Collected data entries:
━━━
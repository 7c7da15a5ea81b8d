//! Order queries

use async_trait::async_trait;
use rust_decimal::Decimal;
use shared::models::{CustomerContact, DeviceSnapshot, Order};
use shared::order::PayoutDetails;

use super::{PgStore, map_unique};
use crate::db::{OrderStore, StoreError, StoreResult};

#[derive(sqlx::FromRow)]
struct OrderRow {
    id: i64,
    order_number: String,
    origin: String,
    status: String,
    customer_name: String,
    customer_phone: String,
    customer_email: Option<String>,
    customer_address: String,
    device_name: String,
    device_network: String,
    device_grade: String,
    device_storage: String,
    offered_price: Decimal,
    final_price: Option<Decimal>,
    postage_method: String,
    bank_name: Option<String>,
    account_number: Option<String>,
    sort_code: Option<String>,
    transaction_id: Option<String>,
    price_revision_reason: Option<String>,
    notes: Option<String>,
    created_at: i64,
    updated_at: i64,
}

impl OrderRow {
    fn into_order(self) -> StoreResult<Order> {
        let corrupt = |field: &str, value: &str| {
            StoreError::Corrupt(format!(
                "order {}: invalid {field} '{value}'",
                self.order_number
            ))
        };

        Ok(Order {
            id: self.id,
            origin: self.origin.parse().map_err(|_| corrupt("origin", &self.origin))?,
            status: self.status.parse().map_err(|_| corrupt("status", &self.status))?,
            customer: CustomerContact {
                name: self.customer_name,
                phone: self.customer_phone,
                email: self.customer_email,
                address: self.customer_address,
            },
            device: DeviceSnapshot {
                name: self.device_name,
                network: self.device_network,
                grade: self
                    .device_grade
                    .parse()
                    .map_err(|_| corrupt("device_grade", &self.device_grade))?,
                storage: self.device_storage,
            },
            offered_price: self.offered_price,
            final_price: self.final_price,
            postage_method: self
                .postage_method
                .parse()
                .map_err(|_| corrupt("postage_method", &self.postage_method))?,
            payout: PayoutDetails {
                bank_name: self.bank_name,
                account_number: self.account_number,
                sort_code: self.sort_code,
            },
            transaction_id: self.transaction_id,
            price_revision_reason: self.price_revision_reason,
            notes: self.notes,
            created_at: self.created_at,
            updated_at: self.updated_at,
            order_number: self.order_number,
        })
    }
}

const ORDER_COLUMNS: &str = "id, order_number, origin, status, customer_name, customer_phone, customer_email, customer_address, device_name, device_network, device_grade, device_storage, offered_price, final_price, postage_method, bank_name, account_number, sort_code, transaction_id, price_revision_reason, notes, created_at, updated_at";

#[async_trait]
impl OrderStore for PgStore {
    async fn insert(&self, order: &Order) -> StoreResult<()> {
        sqlx::query(&format!(
            r#"
            INSERT INTO orders ({ORDER_COLUMNS})
            VALUES ($1, $2, $3, $4, $5, $6, $7, $8, $9, $10, $11, $12, $13, $14, $15, $16, $17, $18, $19, $20, $21, $22, $23)
            "#
        ))
        .bind(order.id)
        .bind(&order.order_number)
        .bind(order.origin.as_str())
        .bind(order.status.as_str())
        .bind(&order.customer.name)
        .bind(&order.customer.phone)
        .bind(&order.customer.email)
        .bind(&order.customer.address)
        .bind(&order.device.name)
        .bind(&order.device.network)
        .bind(order.device.grade.as_str())
        .bind(&order.device.storage)
        .bind(order.offered_price)
        .bind(order.final_price)
        .bind(order.postage_method.as_str())
        .bind(&order.payout.bank_name)
        .bind(&order.payout.account_number)
        .bind(&order.payout.sort_code)
        .bind(&order.transaction_id)
        .bind(&order.price_revision_reason)
        .bind(&order.notes)
        .bind(order.created_at)
        .bind(order.updated_at)
        .execute(&self.pool)
        .await
        .map_err(|e| map_unique(e, || format!("order number {} already exists", order.order_number)))?;
        Ok(())
    }

    async fn find_by_number(&self, order_number: &str) -> StoreResult<Option<Order>> {
        let row: Option<OrderRow> =
            sqlx::query_as(&format!("SELECT {ORDER_COLUMNS} FROM orders WHERE order_number = $1"))
                .bind(order_number)
                .fetch_optional(&self.pool)
                .await?;
        row.map(OrderRow::into_order).transpose()
    }

    async fn update(&self, order: &Order) -> StoreResult<()> {
        let result = sqlx::query(
            r#"
            UPDATE orders SET
                status = $1, customer_name = $2, customer_phone = $3, customer_email = $4,
                customer_address = $5, final_price = $6, bank_name = $7, account_number = $8,
                sort_code = $9, transaction_id = $10, price_revision_reason = $11, notes = $12,
                updated_at = $13
            WHERE order_number = $14
            "#,
        )
        .bind(order.status.as_str())
        .bind(&order.customer.name)
        .bind(&order.customer.phone)
        .bind(&order.customer.email)
        .bind(&order.customer.address)
        .bind(order.final_price)
        .bind(&order.payout.bank_name)
        .bind(&order.payout.account_number)
        .bind(&order.payout.sort_code)
        .bind(&order.transaction_id)
        .bind(&order.price_revision_reason)
        .bind(&order.notes)
        .bind(order.updated_at)
        .bind(&order.order_number)
        .execute(&self.pool)
        .await?;

        if result.rows_affected() == 0 {
            return Err(StoreError::NotFound(order.order_number.clone()));
        }
        Ok(())
    }

    async fn list_recent(&self, limit: i64, offset: i64) -> StoreResult<Vec<Order>> {
        let rows: Vec<OrderRow> = sqlx::query_as(&format!(
            "SELECT {ORDER_COLUMNS} FROM orders ORDER BY created_at DESC LIMIT $1 OFFSET $2"
        ))
        .bind(limit)
        .bind(offset)
        .fetch_all(&self.pool)
        .await?;
        rows.into_iter().map(OrderRow::into_order).collect()
    }

    async fn latest_order_number(&self, prefix: &str) -> StoreResult<Option<String>> {
        let number: Option<String> = sqlx::query_scalar(
            "SELECT order_number FROM orders WHERE starts_with(order_number, $1) ORDER BY length(order_number) DESC, order_number DESC LIMIT 1",
        )
        .bind(prefix)
        .fetch_optional(&self.pool)
        .await?;
        Ok(number)
    }
}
━━━
WHAT NEEDS TO BE DONE
Repeat, word for word, all of the data shown above.

YOUR RESPONSE
repository 7c7da15a5ea81b8d
//! Order queries

use async_trait::async_trait;
use rust_decimal::Decimal;
use shared::models::{CustomerContact, DeviceSnapshot, Order};
use shared::order::PayoutDetails;

use super::{PgStore, map_unique};
use crate::db::{OrderStore, StoreError, StoreResult};

#[derive(sqlx::FromRow)]
struct OrderRow {
    id: i64,
    order_number: String,
    origin: String,
    status: String,
    customer_name: String,
    customer_phone: String,
    customer_email: Option<String>,
    customer_address: String,
    device_name: String,
    device_network: String,
    device_grade: String,
    device_storage: String,
    offered_price: Decimal,
    final_price: Option<Decimal>,
    postage_method: String,
    bank_name: Option<String>,
    account_number: Option<String>,
    sort_code: Option<String>,
    transaction_id: Option<String>,
    price_revision_reason: Option<String>,
    notes: Option<String>,
    created_at: i64,
    updated_at: i64,
}

impl OrderRow {
    fn into_order(self) -> StoreResult<Order> {
        let corrupt = |field: &str, value: &str| {
            StoreError::Corrupt(format!(
                "order {}: invalid {field} '{value}'",
                self.order_number
            ))
        };

        Ok(Order {
            id: self.id,
            origin: self.origin.parse().map_err(|_| corrupt("origin", &self.origin))?,
            status: self.status.parse().map_err(|_| corrupt("status", &self.status))?,
            customer: CustomerContact {
                name: self.customer_name,
                phone: self.customer_phone,
                email: self.customer_email,
                address: self.customer_address,
            },
            device: DeviceSnapshot {
                name: self.device_name,
                network: self.device_network,
                grade: self
                    .device_grade
                    .parse()
                    .map_err(|_| corrupt("device_grade", &self.device_grade))?,
                storage: self.device_storage,
            },
            offered_price: self.offered_price,
            final_price: self.final_price,
            postage_method: self
                .postage_method
                .parse()
                .map_err(|_| corrupt("postage_method", &self.postage_method))?,
            payout: PayoutDetails {
                bank_name: self.bank_name,
                account_number: self.account_number,
                sort_code: self.sort_code,
            },
            transaction_id: self.transaction_id,
            price_revision_reason: self.price_revision_reason,
            notes: self.notes,
            created_at: self.created_at,
            updated_at: self.updated_at,
            order_number: self.order_number,
        })
    }
}

const ORDER_COLUMNS: &str = "id, order_number, origin, status, customer_name, customer_phone, customer_email, customer_address, device_name, device_network, device_grade, device_storage, offered_price, final_price, postage_method, bank_name, account_number, sort_code, transaction_id, price_revision_reason, notes, created_at, updated_at";

#[async_trait]
impl OrderStore for PgStore {
    async fn insert(&self, order: &Order) -> StoreResult<()> {
        sqlx::query(&format!(
            r#"
            INSERT INTO orders ({ORDER_COLUMNS})
            VALUES ($1, $2, $3, $4, $5, $6, $7, $8, $9, $10, $11, $12, $13, $14, $15, $16, $17, $18, $19, $20, $21, $22, $23)
            "#
        ))
        .bind(order.id)
        .bind(&order.order_number)
        .bind(order.origin.as_str())
        .bind(order.status.as_str())
        .bind(&order.customer.name)
        .bind(&order.customer.phone)
        .bind(&order.customer.email)
        .bind(&order.customer.address)
        .bind(&order.device.name)
        .bind(&order.device.network)
        .bind(order.device.grade.as_str())
        .bind(&order.device.storage)
        .bind(order.offered_price)
        .bind(order.final_price)
        .bind(order.postage_method.as_str())
        .bind(&order.payout.bank_name)
        .bind(&order.payout.account_number)
        .bind(&order.payout.sort_code)
        .bind(&order.transaction_id)
        .bind(&order.price_revision_reason)
        .bind(&order.notes)
        .bind(order.created_at)
        .bind(order.updated_at)
        .execute(&self.pool)
        .await
        .map_err(|e| map_unique(e, || format!("order number {} already exists", order.order_number)))?;
        Ok(())
    }

    async fn find_by_number(&self, order_number: &str) -> StoreResult<Option<Order>> {
        let row: Option<OrderRow> =
            sqlx::query_as(&format!("SELECT {ORDER_COLUMNS} FROM orders WHERE order_number = $1"))
                .bind(order_number)
                .fetch_optional(&self.pool)
                .await?;
        row.map(OrderRow::into_order).transpose()
    }

    async fn update(&self, order: &Order) -> StoreResult<()> {
        let result = sqlx::query(
            r#"
            UPDATE orders SET
                status = $1, customer_name = $2, customer_phone = $3, customer_email = $4,
                customer_address = $5, final_price = $6, bank_name = $7, account_number = $8,
                sort_code = $9, transaction_id = $10, price_revision_reason = $11, notes = $12,
                updated_at = $13
            WHERE order_number = $14
            "#,
        )
        .bind(order.status.as_str())
        .bind(&order.customer.name)
        .bind(&order.customer.phone)
        .bind(&order.customer.email)
        .bind(&order.customer.address)
        .bind(order.final_price)
        .bind(&order.payout.bank_name)
        .bind(&order.payout.account_number)
        .bind(&order.payout.sort_code)
        .bind(&order.transaction_id)
        .bind(&order.price_revision_reason)
        .bind(&order.notes)
        .bind(order.updated_at)
        .bind(&order.order_number)
        .execute(&self.pool)
        .await?;

        if result.rows_affected() == 0 {
            return Err(StoreError::NotFound(order.order_number.clone()));
        }
        Ok(())
    }

    async fn list_recent(&self, limit: i64, offset: i64) -> StoreResult<Vec<Order>> {
        let rows: Vec<OrderRow> = sqlx::query_as(&format!(
            "SELECT {ORDER_COLUMNS} FROM orders ORDER BY created_at DESC LIMIT $1 OFFSET $2"
        ))
        .bind(limit)
        .bind(offset)
        .fetch_all(&self.pool)
        .await?;
        rows.into_iter().map(OrderRow::into_order).collect()
    }

    async fn latest_order_number(&self, prefix: &str) -> StoreResult<Option<String>> {
        let number: Option<String> = sqlx::query_scalar(
            "SELECT order_number FROM orders WHERE starts_with(order_number, $1) ORDER BY length(order_number) DESC, order_number DESC LIMIT 1",
        )
        .bind(prefix)
        .fetch_optional(&self.pool)
        .await?;
        Ok(number)
    }
}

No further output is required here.